Bride and Groom Living on Separate Continents Have Zoom Wedding Due to COVID

The pandemic has forced many to reconsider their wedding plans, whether that be postponing, scaling back, or abandoning the event altogether. One long distance couple, however, decided to not let COVID-19 ruin their big day. So, they planned a wedding that would work with the pandemic—even if it meant the bride and groom were stuck on different continents.

Athar Ali and his now-wife, Hani Ali, have now joined the ranks of those whose wedding was forced to take an unusual format due to the pandemic. According to the Australian Broadcasting Company (ABC News), the couple met in February 2020, when Athar, a Brisbane resident, met Hani while traveling in Pakistan.

The two reportedly shared an instant connection and pursued their long-distance romance after Hani added Athar on Instagram.

They texted and video chatted to connect, despite being geographically separated—the two were located over 10,000 kilometers, or 6,200 miles, away from each other.

Eventually, the duo "decided to tell [their] parents that [they] like each other" as marriages in Pakistan are typically a family affair. "Marriage in Pakistan is not just between a boy and a girl, it's a bond that forms between the two families; the parents are the ones who make the main decisions," explained Athar.

Luckily, Athar's parents live in Pakistan and were able to meet Hani and her family. It was decided that they would marry in July 2021.

The pandemic, however, wasn't stopping—meaning that, with travel restrictions prohibiting Athar from traveling to Pakistan, their wedding would have to look very different from how they might've imagined.

"There was this uncertainty that made me quite depressed, because I really wanted to be with her," said Athar to ABC News. "I wanted to be in Pakistan ... and get married in a traditional Pakistani wedding." He added that a typical wedding in the country would last "for [a] whole week" and involve "three or four different receptions" and "more than 500 or 600 people."

For their wedding ceremony, they knew they had to take it online. Their Nikah—a religious ceremony to wed under Islamic law—was held in their respective homes, on a Zoom video call. Because he was not present in Pakistan to exchange his vows in person, Athar granted his father power of attorney. "I said the vows in front of the camera, and he said it again on my behalf [to Hani] in person," he said.

While certainly far from ideal, the unusual wedding ceremony perfectly encapsulates how the pandemic has altered parts of life that were once taken for granted.

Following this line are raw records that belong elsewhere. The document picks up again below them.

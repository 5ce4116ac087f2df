//! Process Orchestrator: starts cases.

use std::sync::Arc;

use approvals_engine::{ExecutionEngine, APPROVAL_PROCESS_KEY};

use crate::audit::{AuditEvent, AuditSink, PROCESS_START};
use crate::error::WorkflowError;
use crate::identity::RequestContext;
use crate::model::{StartCaseRequest, StartCaseResponse, TaskSummary};
use crate::variables::{initial_variables, ProcessState, APPROVER_ID, EXECUTOR_ID};

pub struct Orchestrator {
    engine: Arc<dyn ExecutionEngine>,
    audit: Arc<dyn AuditSink>,
    definition_key: String,
}

impl Orchestrator {
    pub fn new(engine: Arc<dyn ExecutionEngine>, audit: Arc<dyn AuditSink>) -> Self {
        Orchestrator {
            engine,
            audit,
            definition_key: APPROVAL_PROCESS_KEY.to_string(),
        }
    }

    /// Start cases of `key` instead of the approval process.
    pub fn with_definition_key(mut self, key: impl Into<String>) -> Self {
        self.definition_key = key.into();
        self
    }

    /// Start a case and return it with its first pending task.
    ///
    /// The initiator comes from the request, else the ambient identity. A
    /// case whose engine creates no task synchronously is returned without
    /// one.
    pub async fn start_case(
        &self,
        ctx: &RequestContext,
        request: StartCaseRequest,
    ) -> Result<StartCaseResponse, WorkflowError> {
        let initiator = ctx.require_user_id(request.initiator.as_deref())?;
        let approver_id = normalize_participant(request.approver_id.as_deref(), APPROVER_ID)?;
        let executor_id = normalize_participant(request.executor_id.as_deref(), EXECUTOR_ID)?;
        let payload = request.payload.unwrap_or_default();

        let variables = initial_variables(&initiator, &approver_id, &executor_id, &payload);
        let case_id = self
            .engine
            .create_case(&self.definition_key, variables)
            .await?;
        let task = self.engine.active_task(&case_id).await?;

        let state = ProcessState::ApprovalPending;
        self.audit.record(AuditEvent::operation(
            PROCESS_START,
            &case_id,
            task.as_ref().map(|t| t.id.as_str()),
            &initiator,
            state.as_str(),
        ));
        tracing::debug!(case_id = %case_id, initiator = %initiator, "case started");

        Ok(StartCaseResponse {
            case_id,
            state,
            current_task: task.as_ref().map(TaskSummary::from),
        })
    }
}

fn normalize_participant(
    value: Option<&str>,
    field: &'static str,
) -> Result<String, WorkflowError> {
    value
        .map(str::trim)
        .filter(|v| !v.is_empty())
        .map(str::to_string)
        .ok_or(WorkflowError::InvalidParticipant { field })
}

The couple, however, doesn't plan on being separated for much longer. In addition to eventually hosting an event in Pakistan to celebrate their marriage, Hani is awaiting her visa to make the big move to Australia.

There, Athar is getting started on setting up for his wife's arrival. Said Hani: "He just bought land for us and made up a plan of our house."

In the age of COVID-19, events that involve large groups of people, dancing, hugging, and other close contact are no longer a possibility—meaning that innovative and nontraditional solutions have been a necessity for couples around the world.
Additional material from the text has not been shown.